Left behind: NSF staff numbers have not grown in line with its budget and competitive proposals

In the case of the NSF, which funds most non-biomedical university research in the United States from its headquarters in Arlington, Virginia, the agency has been allowed to grow — but not to hire.

Since 1987, the agency's annual budget has increased from $1.4 billion to $3.3 billion. The number of competitive proposals it receives has grown from 23,000 to more than 30,000, and the NSF is involved in ten times as many cooperative agreements as before. But it has the same number of full-time staff, 1,150, as ten years ago.

Indeed, the NSF often boasts that it spends just $1 on administration for every $20 it distributes in grants, less than most charities and foundations, and less than almost any other government agency.

Officials say that the staff's problems are compounded both by the increasing complexity of the proposals the NSF receives, and by the proliferation of special projects and ‘cross-cutting’ programmes.

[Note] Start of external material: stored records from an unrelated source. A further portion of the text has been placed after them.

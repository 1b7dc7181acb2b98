//! Mock Pivnet API server for E2E testing.
//!
//! This module provides an in-memory mock server that simulates the Pivnet
//! API for integration and end-to-end testing. Unlike wiremock which mocks at
//! the HTTP level per-test, this server maintains state across requests,
//! enabling realistic workflow testing (add a dependency, then list it).
//!
//! # Example
//!
//! ```ignore
//! use pivnet::mock_server::MockServer;
//! use pivnet::{PivnetClient, Product, Get};
//!
//! #[tokio::test]
//! async fn test_workflow() {
//!     let server = MockServer::start().await;
//!     let client = PivnetClient::new(server.client_config("test-token")).unwrap();
//!
//!     // Server comes with default fixtures
//!     let product = Product::get(&client, "pivnet-resource-test".to_string()).await.unwrap();
//!     assert_eq!(product.name, "Pivnet Resource Test");
//!
//!     server.shutdown().await;
//! }
//! ```

mod fixtures;
mod handlers;
mod server;
mod state;

pub use fixtures::{DefaultScenario, Fixtures, RELEASE_TYPES};
pub use server::MockServer;
pub use state::MockState;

These address everything from the role of women in science to the special needs of regions that lack a strong science base.

“It's a real problem,” concedes Richard Zare, professor of chemistry at Stanford University in California and outgoing chairman of the National Science Board, which oversees the NSF. “The ladders are close to breaking.”

But Joe Bordogna, the acting deputy director of the NSF who is responsible for its GPRA effort, believes the agency can handle the demands being placed on it. He says that the use of computer technology is helping.

Bordogna also points out that the agency has taken on more scientific staff on secondment from outside — 130 last year, compared with 70 in 1987 — and more contractors. In the early 1990s, the number of seconded staff grew sharply, but it has been held steady since 1994.

This year, the NSF is requesting an increase in administration funding of around 7 per cent, the first time in years that it has sought an increase above inflation for administrative costs.

The impact of administrative strains at the NSF on outside grant recipients is hard to discern. Bordogna says the agency is “probably getting more complaints” from scientists, but that this reflects a general state of flux in the research university system.

One ecologist who declines to be named complains that grant decisions normally taken in March have not yet been made this year, making it impossible for him to plan.

But others say there has been no change. “The NSF has always been horribly understaffed for the job it has to do,” says Jim Brown, professor of biology at the University of New Mexico. “I don't know if the situation has become any worse.”

Judy Sunley, an aide of Neal Lane, the NSF director, says the proportion of grant applications that the agency clears within six months “has been hovering around 50 per cent” but was just over 60 per cent last year. The NSF wants it to reach 70 per cent in 1999, and 95 per cent at an unspecified future date, Sunley says.

Staff on the congressional committees that oversee the NSF say understaffing has been a persistent and growing problem, but never the agency's top priority. But one former Republican staff member concedes that this might be because NSF knows that “it wouldn't be politically viable” to argue for more staff.